What is the number of lines in the data that hold the string "impl"? Reply with that number only.

▶ **Listed entries**:
[Start of Attachment]

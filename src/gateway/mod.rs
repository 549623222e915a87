//! Gateway - the single point of egress to the remote agent service
//!
//! Every outbound call goes through [`Gateway::execute`], which:
//! - resolves the descriptor against the configured base URL
//! - encodes the body (JSON, or multipart with the boundary set by reqwest)
//! - applies the descriptor's timeout, or the configured default
//! - reports the call to the [`GatewayObserver`]
//! - classifies failures into an [`ErrorKind`]

mod classify;
mod descriptor;
mod observer;

pub use classify::{classify_io, classify_message, classify_transport};
pub use descriptor::{
    AttachmentMeta, FileAttachment, FormField, FormValue, Method, RequestBody,
    RequestDescriptor, ResponseMode, Target, TimeoutBudget,
};
pub use observer::{
    ErrorEvent, GatewayObserver, NoopObserver, RequestEvent, ResponseEvent, TracingObserver,
};

use crate::config::ClientConfig;
use crate::error::{Error, ErrorKind, Result};
use reqwest::{header, Client};
use serde::de::DeserializeOwned;
use serde_json::Value;
use std::sync::Arc;
use std::time::{Duration, Instant};

/// Decoded response body
pub type Payload = Value;

/// Configured HTTP client for the remote service
#[derive(Clone)]
pub struct Gateway {
    /// HTTP client
    client: Client,
    /// Configuration
    config: ClientConfig,
    /// Diagnostic observer
    observer: Arc<dyn GatewayObserver>,
}

impl std::fmt::Debug for Gateway {
    fn fmt(&self, f: &mut std::fmt::Formatter<'_>) -> std::fmt::Result {
        f.debug_struct("Gateway")
            .field("base_url", &self.config.api_base())
            .field("default_timeout", &self.config.default_timeout)
            .finish()
    }
}

impl Gateway {
    /// Create a gateway that reports through `tracing`
    pub fn new(config: ClientConfig) -> Result<Self> {
        Self::with_observer(config, Arc::new(TracingObserver))
    }

    /// Create a gateway with a custom observer
    pub fn with_observer(config: ClientConfig, observer: Arc<dyn GatewayObserver>) -> Result<Self> {
        config.validate()?;

        // Headers are set per request in `transmit` so the observer sees them
        let client = Client::builder()
            .build()
            .map_err(|e| Error::Config(format!("Failed to build HTTP client: {}", e)))?;

        Ok(Gateway {
            client,
            config,
            observer,
        })
    }

    /// Get the configuration
    pub fn config(&self) -> &ClientConfig {
        &self.config
    }

    /// Full URL a descriptor resolves to
    pub fn url_for(&self, descriptor: &RequestDescriptor) -> String {
        match descriptor.target() {
            Target::Api => format!("{}{}", self.config.api_base(), descriptor.path()),
            Target::HealthProbe => self.config.health_probe_url(),
        }
    }

    /// Timeout that applies to a descriptor
    pub fn timeout_for(&self, descriptor: &RequestDescriptor) -> Duration {
        match descriptor.timeout_budget() {
            TimeoutBudget::Default => self.config.default_timeout,
            TimeoutBudget::Extended => self.config.extended_timeout,
        }
    }

    /// Execute a descriptor and return the decoded body.
    ///
    /// For [`ResponseMode::Reachability`] descriptors the payload is a JSON
    /// boolean telling whether the service answered with a 2xx status.
    pub async fn execute(&self, descriptor: &RequestDescriptor) -> Result<Payload> {
        let url = self.url_for(descriptor);
        let timeout = self.timeout_for(descriptor);
        let started = Instant::now();

        let (status, body) = match self.transmit(descriptor, &url, timeout).await {
            Ok(received) => received,
            Err(err) => {
                self.report(descriptor, &url, &err, started);
                return Err(err);
            }
        };
        let success = (200..300).contains(&status);

        if descriptor.response_mode() == ResponseMode::Reachability {
            self.observer.on_response(&ResponseEvent {
                operation: descriptor.operation(),
                url: &url,
                status,
                body: &body,
                elapsed: started.elapsed(),
            });
            return Ok(Value::Bool(success));
        }

        if !success {
            let err = Error::Remote { status, body };
            self.report(descriptor, &url, &err, started);
            return Err(err);
        }

        self.observer.on_response(&ResponseEvent {
            operation: descriptor.operation(),
            url: &url,
            status,
            body: &body,
            elapsed: started.elapsed(),
        });

        decode_body(&body).inspect_err(|err| self.report(descriptor, &url, err, started))
    }

    /// Execute a descriptor and deserialize the payload into `T`
    pub async fn execute_as<T: DeserializeOwned>(&self, descriptor: &RequestDescriptor) -> Result<T> {
        let payload = self.execute(descriptor).await?;
        serde_json::from_value(payload).map_err(|e| {
            Error::Decode(format!(
                "Unexpected {} response shape: {}",
                descriptor.operation(),
                e
            ))
        })
    }

    /// Build, announce and send the request; returns status and raw body text
    async fn transmit(
        &self,
        descriptor: &RequestDescriptor,
        url: &str,
        timeout: Duration,
    ) -> Result<(u16, String)> {
        let mut builder = self
            .client
            .request(descriptor.method().as_reqwest(), url)
            .header(header::ACCEPT, "application/json")
            .timeout(timeout);

        // No fixed Content-Type: JSON bodies get theirs from `.json()`,
        // multipart bodies need the boundary reqwest generates.

        builder = match descriptor.request_body() {
            RequestBody::Empty => builder,
            RequestBody::Json(value) => builder.json(value),
            RequestBody::Multipart(_) => match descriptor.request_body().to_form()? {
                Some(form) => builder.multipart(form),
                None => builder,
            },
        };

        let request = builder
            .build()
            .map_err(|e| self.translate(e, url, timeout))?;

        let body_summary = descriptor.request_body().summary();
        self.observer.on_request(&RequestEvent {
            operation: descriptor.operation(),
            method: request.method().as_str(),
            url,
            headers: request
                .headers()
                .iter()
                .map(|(name, value)| {
                    (
                        name.to_string(),
                        value.to_str().unwrap_or("<binary>").to_string(),
                    )
                })
                .collect(),
            body: &body_summary,
            timeout,
        });

        let response = self
            .client
            .execute(request)
            .await
            .map_err(|e| self.translate(e, url, timeout))?;

        let status = response.status().as_u16();
        let body = response
            .text()
            .await
            .map_err(|e| self.translate(e, url, timeout))?;

        Ok((status, body))
    }

    /// Turn a reqwest failure into a classified error
    fn translate(&self, err: reqwest::Error, url: &str, timeout: Duration) -> Error {
        let message = classify::full_message(&err);
        match classify_transport(&err) {
            ErrorKind::Timeout => Error::Timeout {
                url: url.to_string(),
                timeout,
            },
            ErrorKind::Connectivity => Error::Connectivity {
                base_url: self.config.api_base().to_string(),
                message,
            },
            ErrorKind::Decode => Error::Decode(message),
            ErrorKind::Config => Error::InvalidInput(message),
            _ => Error::Transport(message),
        }
    }

    fn report(&self, descriptor: &RequestDescriptor, url: &str, err: &Error, started: Instant) {
        let body = match err {
            Error::Remote { body, .. } => Some(body.as_str()),
            _ => None,
        };
        self.observer.on_error(&ErrorEvent {
            operation: descriptor.operation(),
            url,
            kind: err.kind(),
            message: err.to_string(),
            status: err.status(),
            body,
            elapsed: started.elapsed(),
        });
    }
}

fn decode_body(body: &str) -> Result<Payload> {
    if body.trim().is_empty() {
        return Ok(Value::Null);
    }
    serde_json::from_str(body).map_err(|e| {
        let preview: String = body.chars().take(200).collect();
        Error::Decode(format!("Invalid JSON response ({}): {}", e, preview))
    })
}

[End of Attachment]

▶ **Solved problem**: 2